━━ Dataset entries ━━
use chrono::NaiveDateTime;

/// Concrete type a column is committed to after classification.
#[derive(Debug, Clone, Copy, PartialEq, Eq)]
pub enum ValueKind {
    Text,
    Numeric,
    Temporal,
}

/// Cell storage for one column. Absent cells are `None`, which is distinct
/// from a present-but-unparseable value once conversion has happened.
#[derive(Debug, Clone, PartialEq)]
pub enum ColumnValues {
    Text(Vec<Option<String>>),
    Numeric(Vec<Option<f64>>),
    Temporal(Vec<Option<NaiveDateTime>>),
}

impl ColumnValues {
    pub fn len(&self) -> usize {
        match self {
            ColumnValues::Text(values) => values.len(),
            ColumnValues::Numeric(values) => values.len(),
            ColumnValues::Temporal(values) => values.len(),
        }
    }

    pub fn is_empty(&self) -> bool {
        self.len() == 0
    }

    pub fn kind(&self) -> ValueKind {
        match self {
            ColumnValues::Text(_) => ValueKind::Text,
            ColumnValues::Numeric(_) => ValueKind::Numeric,
            ColumnValues::Temporal(_) => ValueKind::Temporal,
        }
    }

    pub fn truncate(&mut self, len: usize) {
        match self {
            ColumnValues::Text(values) => values.truncate(len),
            ColumnValues::Numeric(values) => values.truncate(len),
            ColumnValues::Temporal(values) => values.truncate(len),
        }
    }

    /// String form of one cell, `None` when the cell is absent. Used when
    /// writing datasets back out as delimited text.
    pub fn render(&self, row: usize) -> Option<String> {
        match self {
            ColumnValues::Text(values) => values[row].clone(),
            ColumnValues::Numeric(values) => values[row].map(|number| number.to_string()),
            ColumnValues::Temporal(values) => {
                values[row].map(|timestamp| timestamp.format("%Y-%m-%d %H:%M:%S").to_string())
            }
        }
    }
}

#[derive(Debug, Clone, PartialEq)]
pub struct Column {
    pub name: String,
    pub values: ColumnValues,
}

impl Column {
    pub fn new(name: impl Into<String>, values: ColumnValues) -> Column {
        Column {
            name: name.into(),
            values,
        }
    }
}

/// An ordered collection of equal-length columns. Column order is insertion
/// order and is preserved through transformation.
#[derive(Debug, Clone, PartialEq, Default)]
pub struct Dataset {
    columns: Vec<Column>,
}

impl Dataset {
    pub fn new() -> Dataset {
        Dataset { columns: vec![] }
    }

    pub fn push_column(&mut self, column: Column) {
        debug_assert!(
            self.columns.is_empty() || column.values.len() == self.row_count(),
            "all columns must have the same row count"
        );
        self.columns.push(column);
    }

    pub fn columns(&self) -> &[Column] {
        &self.columns
    }

    pub fn columns_mut(&mut self) -> &mut [Column] {
        &mut self.columns
    }

    pub fn column(&self, name: &str) -> Option<&Column> {
        self.columns.iter().find(|column| column.name == name)
    }

    pub fn column_count(&self) -> usize {
        self.columns.len()
    }

    pub fn row_count(&self) -> usize {
        self.columns.first().map_or(0, |column| column.values.len())
    }

    pub fn is_empty(&self) -> bool {
        self.row_count() == 0
    }

    /// Keep at most the first `len` rows of every column.
    pub fn head(&mut self, len: usize) {
        for column in &mut self.columns {
            column.values.truncate(len);
        }
    }
}

#[cfg(test)]
mod tests {
    use super::*;

    fn sample() -> Dataset {
        let mut dataset = Dataset::new();
        dataset.push_column(Column::new(
            "name",
            ColumnValues::Text(vec![Some("a".into()), None, Some("c".into())]),
        ));
        dataset.push_column(Column::new(
            "amount",
            ColumnValues::Numeric(vec![Some(1.0), Some(2.0), None]),
        ));
        dataset
    }

    #[test]
    fn row_and_column_counts() {
        let dataset = sample();
        assert_eq!(dataset.row_count(), 3);
        assert_eq!(dataset.column_count(), 2);
        assert!(!dataset.is_empty());
        assert!(Dataset::new().is_empty());
    }

    #[test]
    fn head_truncates_every_column() {
        let mut dataset = sample();
        dataset.head(1);
        assert_eq!(dataset.row_count(), 1);
        for column in dataset.columns() {
            assert_eq!(column.values.len(), 1);
        }

        let mut dataset = sample();
        dataset.head(10);
        assert_eq!(dataset.row_count(), 3);
    }

    #[test]
    fn column_lookup_by_name() {
        let dataset = sample();
        assert_eq!(
            dataset.column("amount").unwrap().values.kind(),
            ValueKind::Numeric
        );
        assert!(dataset.column("missing").is_none());
    }

    #[test]
    fn render_cells() {
        let dataset = sample();
        assert_eq!(dataset.columns()[0].values.render(0), Some("a".into()));
        assert_eq!(dataset.columns()[0].values.render(1), None);
        assert_eq!(dataset.columns()[1].values.render(0), Some("1".into()));
    }
}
━━━
* How to complete this task *
Report the number of lines in the listing where the string "Some" appears, and nothing besides.

* Task response *
4